— SUPPLIED RECORDS —
--*--
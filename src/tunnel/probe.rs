//! Peer-to-peer capability probe.
//!
//! The relay echoes a `TESTP2P` datagram back when it can reach us directly.
//! We resend the same datagram once a second and give up after five seconds.

use super::TunnelSession;
use crate::udp::{is_timeout, Transport};
use crate::wire::Command;
use chrono::Utc;
use log::{debug, warn};
use std::time::{Duration, Instant};

const PROBE_WINDOW: Duration = Duration::from_secs(5);
const PROBE_INTERVAL: Duration = Duration::from_secs(1);

impl<T: Transport> TunnelSession<T> {
    /// Returns true once the relay echoed our probe.
    pub(super) fn probe_p2p(&mut self) -> bool {
        let (Some(server), Some(transport)) = (self.server, self.transport.as_mut()) else {
            return false;
        };

        let stamp = Utc::now().timestamp() as i32;
        self.outbound.discard();
        self.outbound.write_i8(Command::TestP2P as i8);
        self.outbound.write_i32(stamp);

        if let Err(e) = transport.set_read_timeout(Some(PROBE_INTERVAL)) {
            warn!("failed to set probe read timeout: {e}");
        }

        debug!("probing P2P connectivity through {server}");
        let started = Instant::now();
        let mut last_sent: Option<Instant> = None;
        let mut passed = false;

        while started.elapsed() < PROBE_WINDOW {
            if last_sent.map_or(true, |sent| sent.elapsed() >= PROBE_INTERVAL) {
                // The datagram stays buffered so every retry resends it as-is.
                match transport.send_to(self.outbound.as_slice(), server) {
                    Ok(len) => self.traffic.record_tx(len),
                    Err(e) => debug!("probe send to {server} failed: {e}"),
                }
                last_sent = Some(Instant::now());
            }

            match transport.recv_from(self.inbound.prepare()) {
                Ok((len, from)) => {
                    self.inbound.set_filled(len);
                    self.traffic.record_rx(len);
                    if self.inbound.read_i8() == Command::TestP2P as i8
                        && self.inbound.read_i32() == stamp
                    {
                        debug!("probe echoed by {from} after {:?}", started.elapsed());
                        passed = true;
                        break;
                    }
                    debug!("ignoring {len} byte datagram from {from} while probing");
                }
                Err(e) if is_timeout(&e) => {}
                Err(e) => {
                    debug!("probe receive failed: {e}");
                    std::thread::sleep(Duration::from_millis(100));
                }
            }
        }

        self.outbound.discard();
        passed
    }
}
--*--
— EXERCISE GOAL —
So that nothing differs from the original, transcribe all of the records above.

— PROBLEM SOLUTION —
filename src/tunnel/probe.rs
//! Peer-to-peer capability probe.
//!
//! The relay echoes a `TESTP2P` datagram back when it can reach us directly.
//! We resend the same datagram once a second and give up after five seconds.

use super::TunnelSession;
use crate::udp::{is_timeout, Transport};
use crate::wire::Command;
use chrono::Utc;
use log::{debug, warn};
use std::time::{Duration, Instant};

const PROBE_WINDOW: Duration = Duration::from_secs(5);
const PROBE_INTERVAL: Duration = Duration::from_secs(1);

impl<T: Transport> TunnelSession<T> {
    /// Returns true once the relay echoed our probe.
    pub(super) fn probe_p2p(&mut self) -> bool {
        let (Some(server), Some(transport)) = (self.server, self.transport.as_mut()) else {
            return false;
        };

        let stamp = Utc::now().timestamp() as i32;
        self.outbound.discard();
        self.outbound.write_i8(Command::TestP2P as i8);
        self.outbound.write_i32(stamp);

        if let Err(e) = transport.set_read_timeout(Some(PROBE_INTERVAL)) {
            warn!("failed to set probe read timeout: {e}");
        }

        debug!("probing P2P connectivity through {server}");
        let started = Instant::now();
        let mut last_sent: Option<Instant> = None;
        let mut passed = false;

        while started.elapsed() < PROBE_WINDOW {
            if last_sent.map_or(true, |sent| sent.elapsed() >= PROBE_INTERVAL) {
                // The datagram stays buffered so every retry resends it as-is.
                match transport.send_to(self.outbound.as_slice(), server) {
                    Ok(len) => self.traffic.record_tx(len),
                    Err(e) => debug!("probe send to {server} failed: {e}"),
                }
                last_sent = Some(Instant::now());
            }

            match transport.recv_from(self.inbound.prepare()) {
                Ok((len, from)) => {
                    self.inbound.set_filled(len);
                    self.traffic.record_rx(len);
                    if self.inbound.read_i8() == Command::TestP2P as i8
                        && self.inbound.read_i32() == stamp
                    {
                        debug!("probe echoed by {from} after {:?}", started.elapsed());
                        passed = true;
                        break;
                    }
                    debug!("ignoring {len} byte datagram from {from} while probing");
                }
                Err(e) if is_timeout(&e) => {}
                Err(e) => {
                    debug!("probe receive failed: {e}");
                    std::thread::sleep(Duration::from_millis(100));
                }
            }
        }

        self.outbound.discard();
        passed
    }
}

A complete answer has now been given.